Individuals suffering with insomnia, whether temporary or chronic, have difficulty falling asleep, staying asleep during the night, or both. Upon waking, they are left feeling tired and irritable and have a hard time functioning throughout the day.


Those suffering from insomnia are left feeling tired, irritable, lethargic, and unable to focus. This is a particular problem when driving or performing safety-critical tasks at work. Quality of life, safety, and health are all impacted by insomnia and the lack of restful sleep.


Treatment of insomnia starts with cognitive behavior education and developing a plan for sleep therapy. Sleeping pills may be prescribed, but should not be regarded as the first or long term solution. If you believe you suffer from the symptoms of insomnia, schedule an appointment with your physician or sleep specialist.


There are many varying degrees of insomnia. Transient or short term insomnia is the most common, caused by stress or excitement those suffering from transient insomnia are typically only impacted for a few nights. Intermittent insomnia is characterized by difficulty sleeping over the course of several weeks. Chronic insomnia, the most debilitating form, impacts sleep nightly over a month or more.

Insomnia can affect people of all ages. However, senior citizens, women, specifically those after menopause, and those with a current depression or anxiety disorder are more susceptible to suffering from chronic insomnia.

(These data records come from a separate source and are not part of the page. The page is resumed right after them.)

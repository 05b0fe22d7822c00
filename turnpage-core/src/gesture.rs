use tracing::debug;

use crate::config::GestureConfig;
use crate::navigation::Direction;

#[derive(Debug, Clone, Copy, PartialEq, Eq)]
pub enum PointerPhase {
    Down,
    Move,
    Up,
    Cancel,
}

/// What the pointer landed on when the sequence started.
#[derive(Debug, Clone, Copy, PartialEq, Eq)]
pub enum HitTarget {
    Content,
    /// Buttons, sliders and other controls nested in the viewport.
    Control,
}

#[derive(Debug, Clone, Copy, PartialEq)]
pub struct PointerEvent {
    pub phase: PointerPhase,
    pub x: f32,
    pub y: f32,
    pub touches: usize,
    pub target: HitTarget,
}

impl PointerEvent {
    pub fn new(phase: PointerPhase, x: f32, y: f32) -> Self {
        Self {
            phase,
            x,
            y,
            touches: 1,
            target: HitTarget::Content,
        }
    }

    pub fn on_control(mut self) -> Self {
        self.target = HitTarget::Control;
        self
    }

    pub fn with_touches(mut self, touches: usize) -> Self {
        self.touches = touches;
        self
    }
}

#[derive(Debug, Clone, Copy, PartialEq)]
pub enum GestureOutcome {
    Ignored,
    Tracking,
    /// A horizontal drag is in progress; the front end should suppress the
    /// default scroll and selection behaviour.
    Dragging { dx: f32 },
    Swipe(Direction),
    /// The sequence ended without turning the page.
    Cancelled,
}

#[derive(Debug, Clone, Copy)]
struct Track {
    start_x: f32,
    start_y: f32,
    dragging: bool,
}

pub struct GestureRecognizer {
    config: GestureConfig,
    viewport_width: f32,
    enabled: bool,
    track: Option<Track>,
}

impl GestureRecognizer {
    pub fn new(config: GestureConfig, viewport_width: f32) -> Self {
        Self {
            config,
            viewport_width,
            enabled: true,
            track: None,
        }
    }

    /// Disabled while an exclusive overlay panel is visible.
    pub fn set_enabled(&mut self, enabled: bool) {
        self.enabled = enabled;
        if !enabled {
            self.track = None;
        }
    }

    pub fn is_enabled(&self) -> bool {
        self.enabled
    }

    pub fn set_viewport_width(&mut self, width: f32) {
        self.viewport_width = width;
    }

    pub fn release_threshold(&self) -> f32 {
        self.viewport_width * self.config.release_fraction
    }

    pub fn handle(&mut self, event: PointerEvent) -> GestureOutcome {
        if !self.enabled {
            self.track = None;
            return GestureOutcome::Ignored;
        }
        if event.touches != 1 {
            self.track = None;
            return GestureOutcome::Ignored;
        }

        match event.phase {
            PointerPhase::Down => {
                if event.target == HitTarget::Control {
                    self.track = None;
                    return GestureOutcome::Ignored;
                }
                self.track = Some(Track {
                    start_x: event.x,
                    start_y: event.y,
                    dragging: false,
                });
                GestureOutcome::Tracking
            }
            PointerPhase::Move => {
                let Some(track) = self.track.as_mut() else {
                    return GestureOutcome::Ignored;
                };
                let dx = event.x - track.start_x;
                let dy = event.y - track.start_y;
                if !track.dragging
                    && dx.abs() > dy.abs()
                    && dx.abs() > self.config.activation_px
                {
                    track.dragging = true;
                }
                if track.dragging {
                    GestureOutcome::Dragging { dx }
                } else {
                    GestureOutcome::Tracking
                }
            }
            PointerPhase::Up => {
                let Some(track) = self.track.take() else {
                    return GestureOutcome::Ignored;
                };
                if !track.dragging {
                    return GestureOutcome::Cancelled;
                }
                let dx = event.x - track.start_x;
                if dx.abs() > self.release_threshold() {
                    let direction = if dx < 0.0 {
                        Direction::Next
                    } else {
                        Direction::Prev
                    };
                    debug!(dx, ?direction, "swipe committed");
                    GestureOutcome::Swipe(direction)
                } else {
                    GestureOutcome::Cancelled
                }
            }
            PointerPhase::Cancel => {
                if self.track.take().is_some() {
                    GestureOutcome::Cancelled
                } else {
                    GestureOutcome::Ignored
                }
            }
        }
    }
}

Quality of sleep can be impacted by lifestyle-related factors such as stress, or environmental conditions, such as noise levels, extremes in temperature and changes in sleeping locations and time zones. Some medications can trigger episodes of sleeplessness. Stimulants such as nicotine and caffeine can prevent the onset of sleep or trigger awakenings throughout the night. The causes of chronic insomnia are more complex, often involving a variety of underlying mental or physical disorders.